Character for character, reproduce every entry below.

*-*-*

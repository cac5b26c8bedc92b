//! Newtype identifiers used throughout the program-graph model.

use std::fmt;

use serde::{Deserialize, Serialize};

/// Address of a symbol (function or data item) in program memory.
///
/// Node identities in the PDG are addresses rather than opaque handles: the
/// disassembler adapter that materializes the graph already has a natural,
/// stable key and there is no benefit in interposing another one.
#[derive(Debug, Clone, Copy, PartialEq, Eq, PartialOrd, Ord, Hash, Serialize, Deserialize)]
pub struct Addr(pub u64);

impl fmt::Display for Addr {
    fn fmt(&self, f: &mut fmt::Formatter<'_>) -> fmt::Result {
        write!(f, "{:#x}", self.0)
    }
}

impl From<u64> for Addr {
    fn from(v: u64) -> Self {
        Addr(v)
    }
}

/// Selector of a program segment (e.g. `.text`, `.data`), as provided by the
/// front-end. Segments are otherwise opaque to the partition engine.
#[derive(Debug, Clone, Copy, PartialEq, Eq, PartialOrd, Ord, Hash, Serialize, Deserialize)]
pub struct Selector(pub i64);

impl fmt::Display for Selector {
    fn fmt(&self, f: &mut fmt::Formatter<'_>) -> fmt::Result {
        write!(f, "sel#{}", self.0)
    }
}

impl From<i64> for Selector {
    fn from(v: i64) -> Self {
        Selector(v)
    }
}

*-*-*

*Response box*:
repository cac5b26c8bedc92b
//! Newtype identifiers used throughout the program-graph model.

use std::fmt;

use serde::{Deserialize, Serialize};

/// Address of a symbol (function or data item) in program memory.
///
/// Node identities in the PDG are addresses rather than opaque handles: the
/// disassembler adapter that materializes the graph already has a natural,
/// stable key and there is no benefit in interposing another one.
#[derive(Debug, Clone, Copy, PartialEq, Eq, PartialOrd, Ord, Hash, Serialize, Deserialize)]
pub struct Addr(pub u64);

impl fmt::Display for Addr {
    fn fmt(&self, f: &mut fmt::Formatter<'_>) -> fmt::Result {
        write!(f, "{:#x}", self.0)
    }
}

impl From<u64> for Addr {
    fn from(v: u64) -> Self {
        Addr(v)
    }
}

/// Selector of a program segment (e.g. `.text`, `.data`), as provided by the
/// front-end. Segments are otherwise opaque to the partition engine.
#[derive(Debug, Clone, Copy, PartialEq, Eq, PartialOrd, Ord, Hash, Serialize, Deserialize)]
pub struct Selector(pub i64);

impl fmt::Display for Selector {
    fn fmt(&self, f: &mut fmt::Formatter<'_>) -> fmt::Result {
        write!(f, "sel#{}", self.0)
    }
}

impl From<i64> for Selector {
    fn from(v: i64) -> Self {
        Selector(v)
    }
}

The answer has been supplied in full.